III. {¶ 77} In his third and final assignment of error, appellant argues that the trial his conviction was not supported by sufficient evidence. We disagree.
{¶ 78} In order to determine whether the evidence before the trial court was sufficient to sustain a conviction, this Court must review the evidence in a light most favorable to the prosecution. State v. Jenks (1991), 61 Ohio St.3d 259,574 N.E.2d 492, paragraph two of the syllabus, superseded by State constitutional amendment on other grounds in State v. Smith (1997), 80 Ohio St.3d 89, 684 N.E.2d 668.

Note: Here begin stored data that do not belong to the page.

/// Limits classify the size range of resizeable storage associated with memory types and
/// table types. If no maximum is given, the respective storage can grow to any size.
///
/// <https://www.w3.org/TR/wasm-core-1/#limits>
/// <https://www.w3.org/TR/wasm-core-1/#binary-limits>
#[derive(Debug, PartialEq, Eq, Clone, Copy)]
pub struct ResizableLimits {
    pub initial: u32,
    pub maximum: Option<u32>,
}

{¶ 79} Specifically, an appellate court's function, when reviewing the sufficiency of the evidence to support a criminal conviction, is to examine the evidence admitted at trial to determine whether such evidence, if believed, would convince the average mind of the defendant's guilt beyond a reasonable doubt.State v. Jenks, supra. This test raises a question of law and does not allow the court to weigh the evidence. State v. Martin (1983), 20 Ohio App.3d 172, 175, 485 N.E.2d 717. The relevant inquiry is whether, after viewing the evidence in a light most favorable to the prosecution, any rational trier of fact could have found the essential elements of the crime proven beyond a reasonable doubt." State v. Thompkins, 78 Ohio St.3d at 386,678 N.E.2d 541.

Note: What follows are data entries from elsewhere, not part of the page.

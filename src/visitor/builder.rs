use crate::core::indices::{FuncIdx, TypeIdx};
use crate::core::types::{FunctionType, MemoryType, TableType};
use crate::core::{
    CustomSection, Data, DataSegment, Element, ElementEntry, ExportEntry, Function, FunctionBody,
    GlobalEntry, ImportEntry, Module, ModuleHeader, Section,
};
use crate::decode::DecodeError;
use crate::visitor::Visitor;

/// A visitor that accumulates everything it is shown into an owned [`Module`], decoding each
/// function body's instructions as the body goes by.
///
/// ```
/// use wavisit::visitor::ModuleBuilder;
///
/// let bytes = [0x00, 0x61, 0x73, 0x6D, 0x01, 0x00, 0x00, 0x00];
/// let mut builder = ModuleBuilder::new();
/// wavisit::decode(&bytes, &mut builder)?;
/// let module = builder.finish();
/// assert_eq!(module.version, 1);
/// assert!(module.sections.is_empty());
/// # Ok::<(), wavisit::DecodeError>(())
/// ```
#[derive(Debug, Default)]
pub struct ModuleBuilder {
    module: Module,
    element: Option<Element>,
}

impl ModuleBuilder {
    pub fn new() -> Self {
        Self::default()
    }

    /// What has been accumulated so far.
    pub fn module(&self) -> &Module {
        &self.module
    }

    pub fn finish(self) -> Module {
        self.module
    }
}

impl Visitor for ModuleBuilder {
    fn header(&mut self, header: &ModuleHeader) -> Result<(), DecodeError> {
        self.module.version = header.version;
        Ok(())
    }

    fn section_start(&mut self, section: &Section) -> Result<(), DecodeError> {
        self.module.sections.push(section.clone());
        Ok(())
    }

    fn custom_section(&mut self, section: &Section, payload: &[u8]) -> Result<(), DecodeError> {
        self.module.custom_sections.push(CustomSection {
            name: section.name.clone().unwrap_or_default(),
            data: payload.to_vec(),
        });
        Ok(())
    }

    fn type_entry(&mut self, _index: u32, ty: &FunctionType) -> Result<(), DecodeError> {
        self.module.types.push(ty.clone());
        Ok(())
    }

    fn import_entry(&mut self, _index: u32, entry: &ImportEntry) -> Result<(), DecodeError> {
        self.module.imports.push(entry.clone());
        Ok(())
    }

    fn function_entry(&mut self, _index: u32, type_index: TypeIdx) -> Result<(), DecodeError> {
        self.module.functions.push(type_index);
        Ok(())
    }

    fn table_entry(&mut self, _index: u32, table: &TableType) -> Result<(), DecodeError> {
        self.module.tables.push(*table);
        Ok(())
    }

    fn memory_entry(&mut self, _index: u32, memory: &MemoryType) -> Result<(), DecodeError> {
        self.module.memories.push(*memory);
        Ok(())
    }

    fn global_entry(&mut self, _index: u32, global: &GlobalEntry) -> Result<(), DecodeError> {
        self.module.globals.push(*global);
        Ok(())
    }

    fn export_entry(&mut self, _index: u32, entry: &ExportEntry) -> Result<(), DecodeError> {
        self.module.exports.push(entry.clone());
        Ok(())
    }

    fn start_function(&mut self, function: FuncIdx) -> Result<(), DecodeError> {
        self.module.start = Some(function);
        Ok(())
    }

    fn element_entry(&mut self, _index: u32, entry: &ElementEntry) -> Result<(), DecodeError> {
        self.element = Some(Element {
            table_index: entry.table_index,
            offset: entry.offset,
            functions: Vec::new(),
        });
        Ok(())
    }

    fn element(&mut self, _index: u32, function: FuncIdx) -> Result<(), DecodeError> {
        if let Some(element) = self.element.as_mut() {
            element.functions.push(function);
        }
        Ok(())
    }

    fn element_entry_end(&mut self, _index: u32, _entry: &ElementEntry) -> Result<(), DecodeError> {
        if let Some(element) = self.element.take() {
            self.module.elements.push(element);
        }
        Ok(())
    }

    fn function_body(&mut self, body: &FunctionBody<'_>) -> Result<(), DecodeError> {
        let instructions = body.instructions().collect::<Result<Vec<_>, _>>()?;
        self.module.code.push(Function {
            locals: body.locals.clone(),
            body: instructions,
        });
        Ok(())
    }

    fn data_segment(&mut self, _index: u32, segment: &DataSegment<'_>) -> Result<(), DecodeError> {
        self.module.data.push(Data {
            memory_index: segment.memory_index,
            offset: segment.offset,
            bytes: segment.data.to_vec(),
        });
        Ok(())
    }
}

{¶ 80} "Because sufficiency is required to take a case to the jury, a finding that a conviction is supported by the weight of the evidence must necessarily include a finding of sufficiency."State v. Roberts (Sept. 17, 1997), 9th Dist. No. 96CA006462. Thus, a determination that a conviction is supported by the weight of the evidence will also be dispositive of the issue of sufficiency. Cuyahoga Falls v. Scupholm (Dec. 13, 2000), 9th Dist. Nos. 19734 and 19735, unreported.
{¶ 81} In the case sub judice, Appellant was convicted of Aggravated Robbery, Robbery, Theft, Kidnapping, and Abduction.
{¶ 82} At the trial in this matter, the jury heard evidence from the following State's witnesses victim Debbie McPeak, Mike Warner, Richard McClay, Michael Alan Rickey and Ronald E. Pollock as well as defense witnesses Brenda Cooper, Joyce Van Meter. The jury also heard testimony from the Appellant.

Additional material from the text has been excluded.